В зарослях малинника он замечает двух старичков, которые лакомятся последними ягодами. Они громче, чем нужно, перекликаются друг с другом. Должно быть, оба туги на ухо. Старушка визгливо смеется, ее в равной мере радует и расслышанное, и нерасслышанное. Феликс К. приветливо машет старичкам. Они с благодарностью кричат в ответ: «Ходи по малину, покуда ходится. Первые ягоды все равно что последние — слаще всего». Верно, бабуля, я тебя хорошо знаю. Это ты украшала вязаными изречениями шарф своей внучки.

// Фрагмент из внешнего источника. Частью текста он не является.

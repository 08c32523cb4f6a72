use std::collections::{BTreeMap, BTreeSet};
use std::fmt;

use tracing::{debug, trace};
use wbs_core::{
    DiagramElements, FontMetrics, LayoutMode, NodeElement, Point, PositionMap, WbsError, WbsTree,
    to_outline,
};
use wbs_layout::{LayoutAdapter, TreeLayout};

use crate::config::EngineConfig;
use crate::events::{ArrowKey, InputFocus};
use crate::export::{ExportDocument, FrameNode, RenderFrame, StyleSettings};
use crate::hierarchy::Hierarchy;
use crate::history::{History, Snapshot, StyleOverride};
use crate::viewport::Viewport;

/// Relabel one node through the undoable mutation pipeline.
#[derive(Debug, Clone, PartialEq, Eq)]
pub struct RenameCommand {
    pub node_id: String,
    pub new_label: String,
}

impl RenameCommand {
    #[must_use]
    pub fn new(node_id: impl Into<String>, new_label: impl Into<String>) -> Self {
        Self {
            node_id: node_id.into(),
            new_label: new_label.into(),
        }
    }
}

#[derive(Debug, Clone)]
struct DragState {
    anchor: String,
    /// Grab-time center of every group member.
    origins: BTreeMap<String, Point>,
    /// Pointer position at grab time, in model space.
    grab: Option<Point>,
    baseline: Snapshot,
}

#[derive(Debug, Clone)]
struct NudgeState {
    held: BTreeSet<ArrowKey>,
    /// Every node moved so far; the selection may change mid-gesture.
    moved: BTreeSet<String>,
    baseline: Snapshot,
}

#[derive(Debug, Clone, Default)]
enum Gesture {
    #[default]
    Idle,
    Dragging(DragState),
    Nudging(NudgeState),
}

#[derive(Debug, Clone, Copy, PartialEq)]
struct NodeBox {
    width: f64,
    height: f64,
    wrap_width: f64,
}

/// Owns all interactive diagram state derived from one tree.
pub struct DiagramEngine {
    config: EngineConfig,
    metrics: FontMetrics,
    adapter: Box<dyn LayoutAdapter>,
    mode: LayoutMode,
    tree: WbsTree,
    elements: DiagramElements,
    hierarchy: Hierarchy,
    positions: PositionMap,
    style_overrides: BTreeMap<String, StyleOverride>,
    collapsed: BTreeSet<String>,
    selection: BTreeSet<String>,
    viewport: Viewport,
    history: History,
    gesture: Gesture,
    focus: InputFocus,
}

impl fmt::Debug for DiagramEngine {
    fn fmt(&self, f: &mut fmt::Formatter<'_>) -> fmt::Result {
        f.debug_struct("DiagramEngine")
            .field("mode", &self.mode)
            .field("nodes", &self.elements.node_count())
            .field("collapsed", &self.collapsed)
            .field("selection", &self.selection)
            .field("undo", &self.history.undo_len())
            .field("redo", &self.history.redo_len())
            .finish_non_exhaustive()
    }
}
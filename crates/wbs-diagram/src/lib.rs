//! Interactive WBS diagram state: layout-backed positions, group drag with
//! grid snapping, collapse, label sizing, keyboard nudge and undo/redo.

#![forbid(unsafe_code)]

mod config;
mod engine;
mod events;
mod export;
mod hierarchy;
mod history;
mod viewport;

pub use config::EngineConfig;
pub use engine::{DiagramEngine, RenameCommand};
pub use events::{ArrowKey, InputFocus, SurfaceEvent};
pub use export::{ExportDocument, FrameNode, RenderFrame, StyleSettings};
pub use history::{History, Snapshot, StyleOverride};
pub use viewport::{MAX_ZOOM, MIN_ZOOM, Viewport};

Он прибывает на место встречи, когда оратор, не вообще оратор, а кто-то, кого он должен знать, кончает свою приветственную речь такими словами: «А теперь давайте будем пить кофе и хорошенько обнюхаем друг друга. Самое время».

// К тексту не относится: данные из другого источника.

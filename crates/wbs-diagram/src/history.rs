//! Snapshot-based undo/redo.

use std::collections::{BTreeMap, BTreeSet, VecDeque};

use serde::{Deserialize, Serialize};
use tracing::trace;
use wbs_core::{PositionMap, WbsError};

/// Per-node size override set by auto-fit or a manual resize.
#[derive(Debug, Clone, Copy, PartialEq, Default, Serialize, Deserialize)]
pub struct StyleOverride {
    #[serde(default, skip_serializing_if = "Option::is_none")]
    pub width: Option<f64>,
    #[serde(default, skip_serializing_if = "Option::is_none")]
    pub text_wrap_width: Option<f64>,
}

impl StyleOverride {
    #[must_use]
    pub fn is_empty(&self) -> bool {
        self.width.is_none() && self.text_wrap_width.is_none()
    }
}

/// Everything needed to restore the diagram except the selection.
#[derive(Debug, Clone, PartialEq, Default, Serialize, Deserialize)]
pub struct Snapshot {
    #[serde(default)]
    pub positions: PositionMap,
    #[serde(default)]
    pub labels: BTreeMap<String, String>,
    #[serde(default)]
    pub style_overrides: BTreeMap<String, StyleOverride>,
    #[serde(default)]
    pub collapsed: BTreeSet<String>,
}

impl Snapshot {
    pub fn to_json(&self) -> Result<String, WbsError> {
        Ok(serde_json::to_string(self)?)
    }

    pub fn from_json(json: &str) -> Result<Self, WbsError> {
        Ok(serde_json::from_str(json)?)
    }
}

/// Bounded undo stack plus redo stack. Undo entries are the state captured
/// immediately before each mutation.
#[derive(Debug, Clone)]
pub struct History {
    undo_stack: VecDeque<Snapshot>,
    redo_stack: Vec<Snapshot>,
    capacity: usize,
}

impl History {
    #[must_use]
    pub fn new(capacity: usize) -> Self {
        Self {
            undo_stack: VecDeque::new(),
            redo_stack: Vec::new(),
            capacity: capacity.max(1),
        }
    }

    /// Record the state before a new mutation. Invalidates redo.
    pub fn push(&mut self, before: Snapshot) {
        self.push_undo(before);
        self.redo_stack.clear();
    }

    fn push_undo(&mut self, snapshot: Snapshot) {
        self.undo_stack.push_back(snapshot);
        while self.undo_stack.len() > self.capacity {
            self.undo_stack.pop_front();
            trace!(capacity = self.capacity, "evicted oldest undo entry");
        }
    }

    /// Pop the newest undo entry, parking `current` on the redo stack.
    pub fn undo(&mut self, current: Snapshot) -> Option<Snapshot> {
        let restored = self.undo_stack.pop_back()?;
        self.redo_stack.push(current);
        Some(restored)
    }

    /// Mirror of [`History::undo`].
    pub fn redo(&mut self, current: Snapshot) -> Option<Snapshot> {
        let restored = self.redo_stack.pop()?;
        self.push_undo(current);
        Some(restored)
    }

    #[must_use]
    pub fn can_undo(&self) -> bool {
        !self.undo_stack.is_empty()
    }

    #[must_use]
    pub fn can_redo(&self) -> bool {
        !self.redo_stack.is_empty()
    }

    #[must_use]
    pub fn undo_len(&self) -> usize {
        self.undo_stack.len()
    }

    #[must_use]
    pub fn redo_len(&self) -> usize {
        self.redo_stack.len()
    }

    #[must_use]
    pub const fn capacity(&self) -> usize {
        self.capacity
    }

    pub fn set_capacity(&mut self, capacity: usize) {
        self.capacity = capacity.max(1);
        while self.undo_stack.len() > self.capacity {
            self.undo_stack.pop_front();
        }
    }

    pub fn clear(&mut self) {
        self.undo_stack.clear();
        self.redo_stack.clear();
    }
}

Пока звучат аплодисменты, Феликс отыскивает свободный стул за составленными в виде буквы «П» столами. Но оратор, который все еще стоит на своем месте за поперечным столом, решительно пресекает эти недостойные попытки. Он, надо полагать, прекрасно знает опоздавшего, но решает обыграть ситуацию и требует менторским тоном, чтобы ученик, который, к сожалению, прогулял начало урока, назвал себя. После встречи с Лизой Феликс ошибочно уверовал, будто он всем здесь известен и памятен. Поэтому его на миг покидают и чувство юмора, и дар речи. Когда же он наконец произносит: «Я Ликс», ему чудится, будто он произнес эти слова на языке, которым не пользовался вот уже сорок лет. В ответ на это — дружный вопль и рукопожатия со всех сторон, и все обращаются к нему на «ты», и он рад, но за радостью — мучительные попытки угадать, как же зовут того, кто говорит с ним в данную минуту. Спрашивать ему не хочется. Он надеется вспомнить, пока будут пить кофе. Для начала оратор напоминает ему о суровом правиле: кто опаздывал на урок, тот должен был весь день просидеть возле двери на скамье позора. Исключений не бывает, даже для Ликса. Итак, он занимает место возле дверей, в самом конце накрытого для кофе, украшенного свечами и деревянными щелкунчиками стола. Соседом его оказывается человек с узким, в шрамах лицом, у соседа темные, гладко зачесанные назад волосы, чуждые всякой сентиментальности губы и зоркий, с крестьянской хитрецой взгляд. В этом мужчине Феликс тотчас узнает прежнего мальчика, Иоганна Шрайнера. «Привет, Иоганн!» Впрочем, тот и сам отрекомендовался: «Иоганн Последний, он же главный тупица во всем классе все восемь лет подряд. Без исключения. А ты почти всегда был первым. Удачное соседство!» Коньяк уже разлит по рюмкам. Пока чокаются, он узнает мальчика в еще одном мужчине: Гейнца Ворака. «Ворак-дурак, залез на чердак, раз-два-три…» Считалка, высмеивающая молчаливого, погруженного в себя Ворака. Ворак протягивает свою рюмку, кивает Феликсу, но не произносит ни слова. Сначала разговору мешает народное искусство. Цитра, гармоника, трехголосое пение, женские голоса, бойкий конферанс, метко очерчивающий языком местные характеры, экзотика Рудных гор, приманка для туристов. И поскольку Ликс каким-то боком причастен к искусству, ему и подобает вручать цветы. Он охотно потолковал бы с народными артистами, но те торопятся, их ждут в соседнем ресторане.